Background and content
Bill Anderson's Greatest Hits, Vol. 2 was Anderson's second greatest hits album package released at the Decca label. The sessions were all produced by Owen Bradley, whom was his long time producer at the label. A total of 11 tracks were included on the album package. The songs chosen were recorded and had mostly been hits for Anderson between 1967 and 1971. These songs included the number one hit "My Life (Throw It Away If I Want To)" and the top five hits "Wild Week-End," "Happy State of Mind," "Get While the Gettin's Good" and "Love Is a Sometimes Thing." One new track was included called "Quits." It served as the album's opening tune.

Release
Bill Anderson's Greatest Hits, Vol. 2 was released in September 1971 on Decca Records.
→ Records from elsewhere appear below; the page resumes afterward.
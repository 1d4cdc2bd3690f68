//! State storage implementation
//! 
//! Operator wizard sessions live in Redis as JSON, one key per operator,
//! with a TTL so abandoned drafts disappear on their own.

use redis::AsyncCommands;
use tracing::{debug, warn, error};
use crate::utils::errors::Result;
use crate::config::RedisConfig;
use super::context::ConversationContext;

/// Redis-based state storage manager
#[derive(Clone)]
pub struct StateStorage {
    /// Redis connection manager
    connection_manager: redis::aio::ConnectionManager,
    /// Redis configuration
    config: RedisConfig,
}

impl StateStorage {
    /// Create a new state storage instance
    pub async fn new(config: RedisConfig) -> Result<Self> {
        let client = redis::Client::open(config.url.as_str())?;
        let connection_manager = redis::aio::ConnectionManager::new(client).await?;
        
        Ok(Self {
            connection_manager,
            config,
        })
    }

    /// Save conversation context to Redis
    pub async fn save_context(&self, context: &ConversationContext) -> Result<()> {
        let key = self.get_context_key(context.user_id);
        debug!(user_id = context.user_id, key = %key,
               step = ?context.step, "Saving context to Redis");
        
        let serialized = match serde_json::to_string(context) {
            Ok(data) => {
                debug!(user_id = context.user_id, data_length = data.len(), "Context serialized successfully");
                data
            },
            Err(e) => {
                error!(user_id = context.user_id, error = %e, "Failed to serialize context");
                return Err(e.into());
            }
        };
        
        let mut conn = self.connection_manager.clone();
        
        // Set the context with TTL
        let ttl_seconds = if let Some(expires_at) = context.expires_at {
            let now = chrono::Utc::now();
            let duration = expires_at - now;
            std::cmp::max(duration.num_seconds(), 60) as u64 // Minimum 60 seconds
        } else {
            self.config.ttl_seconds
        };

        match conn.set_ex::<_, _, ()>(&key, serialized, ttl_seconds).await {
            Ok(_) => {
                debug!(user_id = context.user_id, ttl_seconds = ttl_seconds, "Context saved to Redis successfully");
                Ok(())
            },
            Err(e) => {
                error!(user_id = context.user_id, error = %e, "Failed to save context to Redis");
                Err(e.into())
            }
        }
    }

    /// Load conversation context from Redis
    pub async fn load_context(&self, user_id: i64) -> Result<Option<ConversationContext>> {
        let key = self.get_context_key(user_id);
        debug!(user_id = user_id, key = %key, "Loading context from Redis");
        
        let mut conn = self.connection_manager.clone();
        
        let serialized: Option<String> = match conn.get::<&str, Option<String>>(&key).await {
            Ok(data) => {
                debug!(user_id = user_id, has_data = data.is_some(), "Redis GET result");
                data
            },
            Err(e) => {
                error!(user_id = user_id, error = %e, "Failed to get context from Redis");
                return Err(e.into());
            }
        };
        
        match serialized {
            Some(data) => {
                debug!(user_id = user_id, data_length = data.len(), "Deserializing context data");
                let context: ConversationContext = match serde_json::from_str::<ConversationContext>(&data) {
                    Ok(ctx) => {
                        debug!(user_id = user_id, step = ?ctx.step, "Context deserialized successfully");
                        ctx
                    },
                    Err(e) => {
                        error!(user_id = user_id, error = %e, "Failed to deserialize context");
                        return Err(e.into());
                    }
                };
                
                // Check if context has expired
                if context.is_expired() {
                    warn!(user_id = user_id, expires_at = ?context.expires_at, "Context has expired, removing");
                    self.delete_context(user_id).await?;
                    return Ok(None);
                }
                
                debug!(user_id = user_id, step = ?context.step, "Context loaded");
                Ok(Some(context))
            }
            None => {
                debug!(user_id = user_id, "No context found in Redis");
                Ok(None)
            }
        }
    }

    /// Delete conversation context from Redis
    pub async fn delete_context(&self, user_id: i64) -> Result<()> {
        let key = self.get_context_key(user_id);
        let mut conn = self.connection_manager.clone();
        
        let deleted: u32 = conn.del(&key).await?;
        debug!(user_id = user_id, deleted = deleted > 0, "Context deleted");
        Ok(())
    }

    fn get_context_key(&self, user_id: i64) -> String {
        format!("{}session:{}", self.config.prefix, user_id)
    }

    /// Test Redis connection
    pub async fn test_connection(&self) -> Result<()> {
        let mut conn = self.connection_manager.clone();
        let _: String = redis::cmd("PING").query_async(&mut conn).await?;
        Ok(())
    }
}

impl std::fmt::Debug for StateStorage {
    fn fmt(&self, f: &mut std::fmt::Formatter<'_>) -> std::fmt::Result {
        f.debug_struct("StateStorage")
            .field("config", &self.config)
            .finish_non_exhaustive()
    }
}
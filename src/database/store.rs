//! Record store contract
//!
//! Every component reaches persistence through [`RecordStore`]. Two backends
//! implement it: [`DatabaseService`](super::DatabaseService) on PostgreSQL and
//! [`MemoryStore`](super::MemoryStore) in process.
//!
//! Lookups by id return `Ok(None)` when the record is absent. Updates and
//! deletes of an absent record fail with the matching `*NotFound` error.
//! Any backend failure surfaces as `AdRelayError::StoreUnavailable`.

use async_trait::async_trait;
use crate::models::{
    Advertisement, AdvertisementFilter, Group, Image, NewAdvertisement, NewGroup, NewImage,
    UpdateAdvertisementRequest, UpdateGroupRequest, UpdateImageRequest,
};
use crate::utils::errors::Result;

#[async_trait]
pub trait RecordStore: Send + Sync {
    /// Insert an advertisement together with its images, atomically.
    /// Images keep the order of `images`.
    async fn create_advertisement(
        &self,
        advertisement: NewAdvertisement,
        images: Vec<NewImage>,
    ) -> Result<Advertisement>;

    async fn get_advertisement(&self, id: i64) -> Result<Option<Advertisement>>;

    /// All advertisements, oldest first
    async fn list_advertisements(&self) -> Result<Vec<Advertisement>>;

    async fn list_advertisements_where(&self, filter: AdvertisementFilter) -> Result<Vec<Advertisement>>;

    async fn update_advertisement(&self, id: i64, request: UpdateAdvertisementRequest) -> Result<Advertisement>;

    /// Delete an advertisement and, by cascade, its image records
    async fn delete_advertisement(&self, id: i64) -> Result<()>;

    /// The advertisement currently selected for broadcast
    async fn find_active_advertisement(&self) -> Result<Option<Advertisement>> {
        Ok(self
            .list_advertisements_where(AdvertisementFilter::active())
            .await?
            .into_iter()
            .next())
    }

    /// Clear every active flag and set it on `id` in one atomic step.
    /// Leaves the store untouched when `id` does not exist.
    async fn activate_advertisement(&self, id: i64) -> Result<Advertisement>;

    /// Clear every active flag, returning how many were cleared
    async fn deactivate_advertisements(&self) -> Result<u64>;

    async fn get_image(&self, id: i64) -> Result<Option<Image>>;

    /// Images of one advertisement in insertion order
    async fn list_images(&self, advertisement_id: i64) -> Result<Vec<Image>>;

    async fn list_all_images(&self) -> Result<Vec<Image>>;

    async fn update_image(&self, id: i64, request: UpdateImageRequest) -> Result<Image>;

    async fn delete_image(&self, id: i64) -> Result<()>;

    /// Insert the group unless a group with the same chat id exists.
    /// Returns the inserted group, or `None` when it was already tracked.
    async fn create_group_if_absent(&self, group: NewGroup) -> Result<Option<Group>>;

    async fn get_group(&self, chat_id: i64) -> Result<Option<Group>>;

    async fn list_groups(&self) -> Result<Vec<Group>>;

    async fn update_group(&self, chat_id: i64, request: UpdateGroupRequest) -> Result<Group>;

    async fn delete_group(&self, chat_id: i64) -> Result<()>;
}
It became Anderson's fourth compilation effort released in his recording career. His first was issued in 1962. The record was issued as a vinyl LP, containing six songs on side one and five songs on side two. The record spent a total of 15 weeks on the Billboard Top Country Albums before peaking at number 18 in January 1972. Unlike his previous compilation, the album spawned one new track as a single to radio. The lead track "Quits" was issued as a single release in July 1971. Spending 17 weeks on the Billboard Hot Country Singles chart, "Quits" peaked at number three in September 1971. The single also became a major hit in Canada, reaching number two on the RPM Country Songs chart.

Track listing

Personnel
All credits are adapted from the liner notes of Bill Anderson's Greatest Hits, Vol. 2.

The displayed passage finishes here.